- [Dataset excerpts]
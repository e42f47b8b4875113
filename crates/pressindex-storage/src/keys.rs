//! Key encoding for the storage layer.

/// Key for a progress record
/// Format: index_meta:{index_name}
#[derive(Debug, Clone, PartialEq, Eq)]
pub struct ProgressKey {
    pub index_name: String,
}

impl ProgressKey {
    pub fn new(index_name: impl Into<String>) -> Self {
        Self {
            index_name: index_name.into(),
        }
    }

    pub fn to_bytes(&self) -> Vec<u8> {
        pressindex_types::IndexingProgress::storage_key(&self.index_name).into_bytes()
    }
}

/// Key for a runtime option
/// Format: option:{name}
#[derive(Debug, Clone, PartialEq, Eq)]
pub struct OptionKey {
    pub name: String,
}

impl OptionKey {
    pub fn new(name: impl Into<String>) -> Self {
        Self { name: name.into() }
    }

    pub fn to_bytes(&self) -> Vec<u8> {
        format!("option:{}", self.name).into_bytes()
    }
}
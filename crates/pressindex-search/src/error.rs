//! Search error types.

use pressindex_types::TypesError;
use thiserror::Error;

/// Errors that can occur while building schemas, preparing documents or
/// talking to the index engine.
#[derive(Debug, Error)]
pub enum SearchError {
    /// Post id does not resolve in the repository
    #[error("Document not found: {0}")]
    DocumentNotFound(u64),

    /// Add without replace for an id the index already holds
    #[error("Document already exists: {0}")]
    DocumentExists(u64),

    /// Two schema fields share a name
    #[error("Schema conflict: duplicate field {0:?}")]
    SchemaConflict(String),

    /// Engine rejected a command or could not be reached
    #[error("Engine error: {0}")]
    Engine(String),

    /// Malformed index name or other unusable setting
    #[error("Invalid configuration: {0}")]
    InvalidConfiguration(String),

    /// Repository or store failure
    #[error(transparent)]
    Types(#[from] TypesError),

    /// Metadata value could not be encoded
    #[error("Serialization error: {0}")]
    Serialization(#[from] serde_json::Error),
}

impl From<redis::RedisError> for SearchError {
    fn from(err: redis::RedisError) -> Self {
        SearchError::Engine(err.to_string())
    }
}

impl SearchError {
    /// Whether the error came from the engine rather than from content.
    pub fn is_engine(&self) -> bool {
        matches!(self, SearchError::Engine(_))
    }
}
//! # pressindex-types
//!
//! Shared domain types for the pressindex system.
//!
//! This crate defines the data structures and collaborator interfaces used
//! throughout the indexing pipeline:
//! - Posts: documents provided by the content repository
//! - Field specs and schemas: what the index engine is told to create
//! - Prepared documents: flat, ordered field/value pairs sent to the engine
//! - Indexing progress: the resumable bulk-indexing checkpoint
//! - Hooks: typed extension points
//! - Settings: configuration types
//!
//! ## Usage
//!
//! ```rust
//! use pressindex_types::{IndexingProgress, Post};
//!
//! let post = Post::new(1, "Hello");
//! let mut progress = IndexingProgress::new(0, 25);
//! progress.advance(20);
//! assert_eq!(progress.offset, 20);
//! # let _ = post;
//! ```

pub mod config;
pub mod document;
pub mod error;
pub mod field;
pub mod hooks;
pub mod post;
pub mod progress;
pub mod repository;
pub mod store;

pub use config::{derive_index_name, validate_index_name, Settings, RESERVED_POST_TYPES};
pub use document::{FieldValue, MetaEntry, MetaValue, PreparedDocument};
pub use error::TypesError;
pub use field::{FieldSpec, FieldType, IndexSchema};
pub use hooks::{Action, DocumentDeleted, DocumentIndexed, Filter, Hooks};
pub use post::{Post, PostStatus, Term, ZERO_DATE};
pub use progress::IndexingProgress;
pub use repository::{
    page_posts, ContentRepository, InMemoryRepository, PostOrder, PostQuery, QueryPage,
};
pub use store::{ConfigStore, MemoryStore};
==
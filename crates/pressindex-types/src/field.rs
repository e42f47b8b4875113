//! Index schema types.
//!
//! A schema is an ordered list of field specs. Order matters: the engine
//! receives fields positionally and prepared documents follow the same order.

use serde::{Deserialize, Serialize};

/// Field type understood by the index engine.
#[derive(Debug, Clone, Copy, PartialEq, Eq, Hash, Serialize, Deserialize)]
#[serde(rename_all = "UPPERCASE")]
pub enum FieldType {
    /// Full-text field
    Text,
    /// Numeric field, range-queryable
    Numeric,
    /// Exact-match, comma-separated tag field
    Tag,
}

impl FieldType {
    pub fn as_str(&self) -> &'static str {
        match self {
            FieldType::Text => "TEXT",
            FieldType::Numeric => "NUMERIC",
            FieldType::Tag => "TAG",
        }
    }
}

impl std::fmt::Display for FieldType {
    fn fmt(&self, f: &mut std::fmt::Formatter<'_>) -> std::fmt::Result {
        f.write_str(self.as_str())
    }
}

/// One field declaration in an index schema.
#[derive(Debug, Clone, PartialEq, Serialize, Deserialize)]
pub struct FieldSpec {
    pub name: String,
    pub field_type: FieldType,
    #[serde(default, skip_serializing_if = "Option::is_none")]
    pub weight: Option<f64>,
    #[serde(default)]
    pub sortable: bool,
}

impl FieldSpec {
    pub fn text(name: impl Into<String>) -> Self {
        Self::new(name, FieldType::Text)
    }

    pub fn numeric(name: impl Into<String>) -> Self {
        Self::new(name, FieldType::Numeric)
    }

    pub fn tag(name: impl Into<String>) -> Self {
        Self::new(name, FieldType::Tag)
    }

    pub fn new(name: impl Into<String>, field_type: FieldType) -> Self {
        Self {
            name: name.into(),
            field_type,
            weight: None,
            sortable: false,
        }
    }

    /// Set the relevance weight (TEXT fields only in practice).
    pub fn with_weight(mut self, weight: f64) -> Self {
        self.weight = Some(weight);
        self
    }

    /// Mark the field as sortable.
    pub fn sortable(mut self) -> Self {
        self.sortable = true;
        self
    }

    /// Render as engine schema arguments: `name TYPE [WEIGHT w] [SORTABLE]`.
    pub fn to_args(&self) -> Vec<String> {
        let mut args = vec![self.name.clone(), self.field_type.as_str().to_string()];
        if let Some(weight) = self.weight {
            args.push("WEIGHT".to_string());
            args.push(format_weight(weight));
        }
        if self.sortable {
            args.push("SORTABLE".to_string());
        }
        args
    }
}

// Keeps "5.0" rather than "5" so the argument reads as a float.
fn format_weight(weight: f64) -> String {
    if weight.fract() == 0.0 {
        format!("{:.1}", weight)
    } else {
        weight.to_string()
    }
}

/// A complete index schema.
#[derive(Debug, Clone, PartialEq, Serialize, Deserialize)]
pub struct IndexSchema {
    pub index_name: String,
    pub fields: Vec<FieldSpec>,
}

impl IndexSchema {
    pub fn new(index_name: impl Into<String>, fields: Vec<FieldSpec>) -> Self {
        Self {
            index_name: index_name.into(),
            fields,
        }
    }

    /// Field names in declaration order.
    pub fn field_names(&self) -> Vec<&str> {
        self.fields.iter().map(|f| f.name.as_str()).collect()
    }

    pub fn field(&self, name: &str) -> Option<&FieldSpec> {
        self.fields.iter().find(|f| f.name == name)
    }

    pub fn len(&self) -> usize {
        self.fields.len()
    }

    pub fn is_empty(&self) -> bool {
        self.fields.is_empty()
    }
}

- [What is expected]
Return only the number of lines in the listing that contain the string "bool".

- [Answer section]
3